Friday Follies #136 – Making Grammar Great Again, One Hyphen at a Time

This week the Grammar Cop’s red pencil was very busy – she found no fewer than 11 (ELEVEN!) boo-boos in one full-page ad, in a tabloid-size newspaper. Argh!

Let’s see if you can find them (and correct them)!

  1. “…the new pill contains key ingredients that keeps the bladder from releasing voluntarily, which reduces accidents and…” [TWO ERRORS HERE]
  2. “The active ingredients in UriVarx® comes from a patented formula.”
  3. “…certain hormonal changes in the body cause these muscles to shrink and become lose.”
  4. “…I’m no longer living in constant fear of finding a bathroom.”
  5. “The double blind, placebo control study took place…”
  6. “Additionally, at the end of clinical trial and after seeing the results, …”
  7. “The clinical findings are incredible, but people still wonder if it will really work” explains Dr. Bassam Damaj. “It’s normal … amazing product.”
  8. “However, is approved by Health Canada.”
  9. “This is caused by hormonal changes in the body that causes the muscles to…”
  10. “When they become too small and weak, they cannot seal your bladder shut, which….   It also prevents your…”

 

Corrections & explanations:

  1. The verb “keeps” is incorrectly written in the third-person singular, whereas it should be in the plural form, keep, since its subject is the plural noun, “ingredients.”
    The second error here is a tad more subtle. Did you catch that “voluntarily”? It does not make sense in the meaning of the sentence. (If the pill kept you from urinating “voluntarily,” you’d be in big trouble, wouldn’t you?!) The word should be involuntarily.
  2. Another verb that doesn’t agree with its subject: It shouldn’t be “comes,” it should say come, the plural form, to agree with the plural noun “ingredients.”
  3. “…become lose”? Really? Do they become lost? The desired word here is loose, (the opposite of tight). (Loose rhymes with – and is spelled like – caboose.)
  4. The mistake here is similar to “voluntarily” in #1 above. The person is not “in constant fear of finding a bathroom.” Rather, s/he is afraid of not finding a bathroom.
  5. Hyphen-o-phobia reigns supreme. These are two compound adjectives, so it should read: The double-blind, placebo-controlled study… Note also that the phrase is actually placebo-controlled, with the -ed ending.
  6. There is a missing word the before “clinical.” Proofreader needed!
  7. You’ll probably never catch this error, since you haven’t seen the entire full-page ad. But I will tell you that nowhere in the ad does it ever mention who on earth this “Dr.” is, i.e., what institution he works for, what credentials he has, where he’s from, etc. Nada. He’s a mystery man! (Or woman!) So much for his name and the “Dr.” honorific, probably meant to boost credibility of the product. Guess what – it doesn’t!
  8. The word it is missing, before the verb “is.” Where’s that danged proofreader?
  9. Again we see a verb-agreement problem. The verb “causes” (before “the muscles”) should be cause, to agree with its plural subject, “changes,” which “that” refers to. Don’t think about it too hard; you’ll get a headache. 😀
  10. Okay, this one’s hard to spot. Clue: it’s not in the first sentence. IT is in the second, however! 😀 The first sentence refers to the muscles using the plural pronoun, “they” – which appears twice, in fact. But then the very next sentence starts with It. Presumably the It is referring to the musculature that has weakened, but we shouldn’t have to guess. It should be clear what It refers to – and it should be used only if its preceding noun or pronoun (its antecedent) is singular. In this case, the antecedent is the plural pronoun “they.” So “they” – not “it” – must be used in the following sentence as well.

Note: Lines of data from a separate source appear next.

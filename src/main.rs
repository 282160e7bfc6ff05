use miniquad::*;

mod camera;
mod error;
mod hud;
mod physics;
mod render;
mod resources;
mod settings;
mod sound_handler;
mod state;

use crate::error::LoadError;
use crate::hud::Hud;
use crate::render::Renderer;
use crate::resources::Resources;
use crate::settings::{SETTINGS_FILE, Settings};
use crate::sound_handler::SoundHandler;
use crate::state::{Frame, Game, GameState, InputState, LevelTemplate, TileWorld};

/// Ticks run per displayed frame before the backlog is dropped.
const MAX_TICKS_PER_FRAME: u32 = 8;
/// Longest wall-clock gap fed into the accumulator at once.
const MAX_FRAME_SECONDS: f64 = 0.25;

struct Stage {
    state: Box<dyn GameState>,
    renderer: Renderer,
    hud: Hud,
    sounds: SoundHandler,
    input: InputState,
    frame: Frame,
    tick_seconds: f64,
    accumulator: f64,
    last_time: f64,
}

impl Stage {
    fn new(settings: Settings, world: TileWorld, resources: Resources) -> Stage {
        let mut renderer = Renderer::new(&resources);
        let hud = Hud::new(&mut *renderer.ctx);
        let sounds = SoundHandler::new(&resources);

        let mut state = Game::new(world, resources.player_size(), &settings);
        let (w, h) = window::screen_size();
        state.on_resize(w, h);
        renderer.resize(w, h);
        let frame = state.snapshot();

        Stage {
            state: Box::new(state),
            renderer,
            hud,
            sounds,
            input: InputState::default(),
            frame,
            tick_seconds: settings.tick_seconds(),
            accumulator: 0.0,
            last_time: date::now(),
        }
    }
}

impl EventHandler for Stage {
    fn update(&mut self) {
        let now = date::now();
        let dt = (now - self.last_time).clamp(0.0, MAX_FRAME_SECONDS);
        self.last_time = now;
        self.accumulator += dt;

        let mut ticks = 0;
        while self.accumulator >= self.tick_seconds && ticks < MAX_TICKS_PER_FRAME {
            let frame = self.state.tick(&self.input);
            for event in &frame.events {
                if let Some(sound) = event.sound() {
                    self.sounds.play(sound);
                }
            }
            self.frame = frame;
            self.accumulator -= self.tick_seconds;
            ticks += 1;
        }
        if ticks == MAX_TICKS_PER_FRAME {
            log::debug!("dropping {:.3}s of simulation backlog", self.accumulator);
            self.accumulator = 0.0;
        }
    }

    fn draw(&mut self) {
        self.renderer.draw(&self.frame);
        self.hud.draw(&mut *self.renderer.ctx, &self.frame.hud);
        self.renderer.ctx.commit_frame();
    }

    fn resize_event(&mut self, width: f32, height: f32) {
        self.state.on_resize(width, height);
        self.renderer.resize(width, height);
        self.frame = self.state.snapshot();
    }

    fn key_down_event(&mut self, keycode: KeyCode, _mods: KeyMods, _repeat: bool) {
        match keycode {
            KeyCode::A | KeyCode::Left => self.input.left = true,
            KeyCode::D | KeyCode::Right => self.input.right = true,
            KeyCode::W | KeyCode::Up => self.input.up = true,
            KeyCode::Space => self.input.space = true,
            KeyCode::R => self.input.reset = true,
            _ => {}
        }
    }

    fn key_up_event(&mut self, keycode: KeyCode, _mods: KeyMods) {
        match keycode {
            KeyCode::A | KeyCode::Left => self.input.left = false,
            KeyCode::D | KeyCode::Right => self.input.right = false,
            KeyCode::W | KeyCode::Up => self.input.up = false,
            KeyCode::Space => self.input.space = false,
            KeyCode::R => self.input.reset = false,
            _ => {}
        }
    }
}

fn load() -> Result<(Settings, TileWorld, Resources), LoadError> {
    let settings = Settings::load(SETTINGS_FILE)?;
    let template = match &settings.level_path {
        Some(path) => LevelTemplate::load_json(path)?,
        None => LevelTemplate::default_level().map_err(|source| LoadError::Level {
            path: "<built-in>".into(),
            source,
        })?,
    };
    let resources = Resources::load(&settings.asset_dir)?;
    Ok((settings, TileWorld::new(template), resources))
}

fn main() {
    env_logger::Builder::from_env(env_logger::Env::default().default_filter_or("info")).init();

    let (settings, world, resources) = match load() {
        Ok(loaded) => loaded,
        Err(e) => {
            log::error!("{e}");
            std::process::exit(1);
        }
    };

    miniquad::start(
        conf::Conf {
            window_title: String::from("Tilehop"),
            high_dpi: false,
            window_width: settings.window_width,
            window_height: settings.window_height,
            ..Default::default()
        },
        move || Box::new(Stage::new(settings, world, resources)),
    );
}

If this is clear as mud, I recommend a nice, long hot shower. It will clear your tired brain, sinuses… and muscles? 😀 See you May 25th!

 

 

14 thoughts on “Friday Follies #136 – Making Grammar Great Again, One Hyphen at a Time

  1. I did good/well on this quiz … if they were going to spend that much money to take out a whole-page ad, maybe a second eye would have been handy, or a proofreader. Hmmm. Sometimes you do miss things – I have seen work product that we labored on for days, weeks, etc. and you’ll give it a fresh eye and see a glaring error. This many errors is unconscionable.